§ Problem details
In the data below, which lines hold "ours"? Copy every one.

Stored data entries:
------------------------
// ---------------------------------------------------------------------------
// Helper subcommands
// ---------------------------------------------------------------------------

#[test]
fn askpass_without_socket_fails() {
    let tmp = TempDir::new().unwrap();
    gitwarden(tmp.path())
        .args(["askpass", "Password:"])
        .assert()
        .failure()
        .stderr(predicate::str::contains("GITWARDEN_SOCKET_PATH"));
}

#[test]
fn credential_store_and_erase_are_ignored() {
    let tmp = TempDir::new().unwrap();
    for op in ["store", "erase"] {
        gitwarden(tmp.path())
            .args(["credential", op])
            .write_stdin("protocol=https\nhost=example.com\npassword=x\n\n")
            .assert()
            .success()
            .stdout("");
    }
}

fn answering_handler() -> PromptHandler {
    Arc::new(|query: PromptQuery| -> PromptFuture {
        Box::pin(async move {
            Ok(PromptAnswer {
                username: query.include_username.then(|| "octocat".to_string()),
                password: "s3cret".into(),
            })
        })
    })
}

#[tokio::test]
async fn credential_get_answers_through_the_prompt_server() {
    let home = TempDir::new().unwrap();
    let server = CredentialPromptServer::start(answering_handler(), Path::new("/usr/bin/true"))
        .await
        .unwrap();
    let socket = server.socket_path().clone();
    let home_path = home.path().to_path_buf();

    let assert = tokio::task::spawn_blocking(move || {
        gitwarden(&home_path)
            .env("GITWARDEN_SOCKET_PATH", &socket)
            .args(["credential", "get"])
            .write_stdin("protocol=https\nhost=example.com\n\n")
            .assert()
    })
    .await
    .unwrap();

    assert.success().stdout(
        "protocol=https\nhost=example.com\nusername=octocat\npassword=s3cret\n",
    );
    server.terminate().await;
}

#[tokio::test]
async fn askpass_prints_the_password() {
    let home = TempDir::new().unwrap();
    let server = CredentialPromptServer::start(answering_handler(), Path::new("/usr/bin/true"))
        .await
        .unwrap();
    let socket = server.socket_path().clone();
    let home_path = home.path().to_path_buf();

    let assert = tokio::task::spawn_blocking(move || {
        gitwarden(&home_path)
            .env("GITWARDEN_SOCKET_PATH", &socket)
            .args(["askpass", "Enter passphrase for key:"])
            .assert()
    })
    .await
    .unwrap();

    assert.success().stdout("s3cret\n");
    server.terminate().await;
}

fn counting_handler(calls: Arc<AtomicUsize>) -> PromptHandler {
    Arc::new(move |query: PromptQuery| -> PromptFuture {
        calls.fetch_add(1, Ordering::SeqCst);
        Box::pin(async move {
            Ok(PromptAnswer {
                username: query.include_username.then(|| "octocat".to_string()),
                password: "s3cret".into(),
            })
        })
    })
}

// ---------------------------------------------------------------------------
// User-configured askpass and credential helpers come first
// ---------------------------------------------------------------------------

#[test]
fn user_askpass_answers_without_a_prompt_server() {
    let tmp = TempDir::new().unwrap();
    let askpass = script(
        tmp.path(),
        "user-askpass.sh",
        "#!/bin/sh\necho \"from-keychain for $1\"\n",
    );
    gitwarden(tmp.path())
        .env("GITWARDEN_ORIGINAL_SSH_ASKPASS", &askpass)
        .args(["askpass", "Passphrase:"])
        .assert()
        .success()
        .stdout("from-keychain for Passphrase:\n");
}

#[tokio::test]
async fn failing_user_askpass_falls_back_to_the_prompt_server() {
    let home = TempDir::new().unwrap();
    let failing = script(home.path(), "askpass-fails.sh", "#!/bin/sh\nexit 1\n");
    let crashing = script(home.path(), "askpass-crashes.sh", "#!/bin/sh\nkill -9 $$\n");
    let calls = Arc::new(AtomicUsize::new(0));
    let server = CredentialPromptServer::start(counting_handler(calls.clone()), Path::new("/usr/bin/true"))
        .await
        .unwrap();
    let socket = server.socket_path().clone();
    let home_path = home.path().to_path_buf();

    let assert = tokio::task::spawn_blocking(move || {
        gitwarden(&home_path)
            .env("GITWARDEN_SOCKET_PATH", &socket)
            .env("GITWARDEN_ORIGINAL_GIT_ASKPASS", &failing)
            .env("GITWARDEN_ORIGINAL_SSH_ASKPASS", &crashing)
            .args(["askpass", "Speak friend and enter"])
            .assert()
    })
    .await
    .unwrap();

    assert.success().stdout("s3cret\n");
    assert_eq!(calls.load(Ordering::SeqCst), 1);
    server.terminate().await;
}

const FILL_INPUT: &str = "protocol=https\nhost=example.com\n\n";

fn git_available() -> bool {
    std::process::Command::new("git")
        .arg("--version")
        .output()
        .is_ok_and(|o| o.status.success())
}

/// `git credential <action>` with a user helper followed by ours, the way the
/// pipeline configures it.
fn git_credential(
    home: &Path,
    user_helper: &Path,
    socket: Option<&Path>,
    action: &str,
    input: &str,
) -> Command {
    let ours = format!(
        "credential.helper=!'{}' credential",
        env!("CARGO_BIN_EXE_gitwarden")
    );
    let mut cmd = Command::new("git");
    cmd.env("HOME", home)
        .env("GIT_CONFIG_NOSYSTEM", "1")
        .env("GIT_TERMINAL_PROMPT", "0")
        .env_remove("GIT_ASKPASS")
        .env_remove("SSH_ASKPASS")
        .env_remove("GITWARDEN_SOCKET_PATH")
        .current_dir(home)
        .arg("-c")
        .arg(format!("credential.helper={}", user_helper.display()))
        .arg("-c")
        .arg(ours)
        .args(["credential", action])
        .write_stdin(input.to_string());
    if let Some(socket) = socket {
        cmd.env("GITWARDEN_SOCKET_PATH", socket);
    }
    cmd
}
------------------------
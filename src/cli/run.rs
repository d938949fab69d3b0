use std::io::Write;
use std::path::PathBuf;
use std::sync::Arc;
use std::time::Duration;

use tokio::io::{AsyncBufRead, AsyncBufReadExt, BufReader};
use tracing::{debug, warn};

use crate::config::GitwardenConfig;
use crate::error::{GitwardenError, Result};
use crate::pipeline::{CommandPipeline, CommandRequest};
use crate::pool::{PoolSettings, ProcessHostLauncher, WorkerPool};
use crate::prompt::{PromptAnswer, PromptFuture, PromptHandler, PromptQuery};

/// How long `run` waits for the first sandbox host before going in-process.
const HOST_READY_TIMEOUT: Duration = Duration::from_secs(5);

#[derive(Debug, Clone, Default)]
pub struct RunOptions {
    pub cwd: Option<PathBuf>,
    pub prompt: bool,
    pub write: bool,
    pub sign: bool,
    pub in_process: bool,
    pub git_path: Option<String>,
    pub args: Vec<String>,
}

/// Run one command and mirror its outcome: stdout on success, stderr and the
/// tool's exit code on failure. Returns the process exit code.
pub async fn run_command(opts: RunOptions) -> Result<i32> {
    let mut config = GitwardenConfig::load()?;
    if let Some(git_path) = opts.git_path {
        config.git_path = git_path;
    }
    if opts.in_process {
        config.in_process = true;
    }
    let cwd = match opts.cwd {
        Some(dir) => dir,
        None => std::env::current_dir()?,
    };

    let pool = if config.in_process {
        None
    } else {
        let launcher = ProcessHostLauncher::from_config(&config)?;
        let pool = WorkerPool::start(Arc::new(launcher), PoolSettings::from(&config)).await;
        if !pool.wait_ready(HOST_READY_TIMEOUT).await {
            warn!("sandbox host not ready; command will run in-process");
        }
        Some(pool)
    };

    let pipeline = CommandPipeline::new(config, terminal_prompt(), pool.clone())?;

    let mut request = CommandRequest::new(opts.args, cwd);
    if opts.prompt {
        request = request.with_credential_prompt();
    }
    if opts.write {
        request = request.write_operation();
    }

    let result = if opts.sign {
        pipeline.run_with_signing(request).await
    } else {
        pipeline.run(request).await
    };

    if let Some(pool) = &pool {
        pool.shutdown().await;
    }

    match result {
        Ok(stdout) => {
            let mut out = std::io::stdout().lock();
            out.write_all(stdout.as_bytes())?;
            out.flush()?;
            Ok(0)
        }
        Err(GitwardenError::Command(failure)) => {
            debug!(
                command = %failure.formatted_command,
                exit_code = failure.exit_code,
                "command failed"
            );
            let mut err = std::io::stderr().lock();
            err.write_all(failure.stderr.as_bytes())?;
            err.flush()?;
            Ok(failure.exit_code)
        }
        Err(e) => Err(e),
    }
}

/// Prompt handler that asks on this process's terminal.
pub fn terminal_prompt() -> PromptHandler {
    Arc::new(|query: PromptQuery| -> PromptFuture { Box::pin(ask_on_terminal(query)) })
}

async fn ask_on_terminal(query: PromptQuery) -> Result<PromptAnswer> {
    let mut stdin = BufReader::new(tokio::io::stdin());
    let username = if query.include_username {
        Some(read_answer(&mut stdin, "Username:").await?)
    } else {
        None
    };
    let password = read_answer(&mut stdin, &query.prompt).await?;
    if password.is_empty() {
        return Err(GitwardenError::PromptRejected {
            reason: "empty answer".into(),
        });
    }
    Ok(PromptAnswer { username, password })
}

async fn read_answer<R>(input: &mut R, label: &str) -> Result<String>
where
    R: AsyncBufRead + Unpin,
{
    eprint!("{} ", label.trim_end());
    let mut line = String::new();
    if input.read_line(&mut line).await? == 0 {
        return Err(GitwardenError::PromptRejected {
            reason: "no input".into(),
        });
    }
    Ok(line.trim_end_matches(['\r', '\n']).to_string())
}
------------------------
§ Reply to the exercise
/// `git credential <action>` with a user helper followed by ours, the way the
    let ours = format!(
        .arg(ours)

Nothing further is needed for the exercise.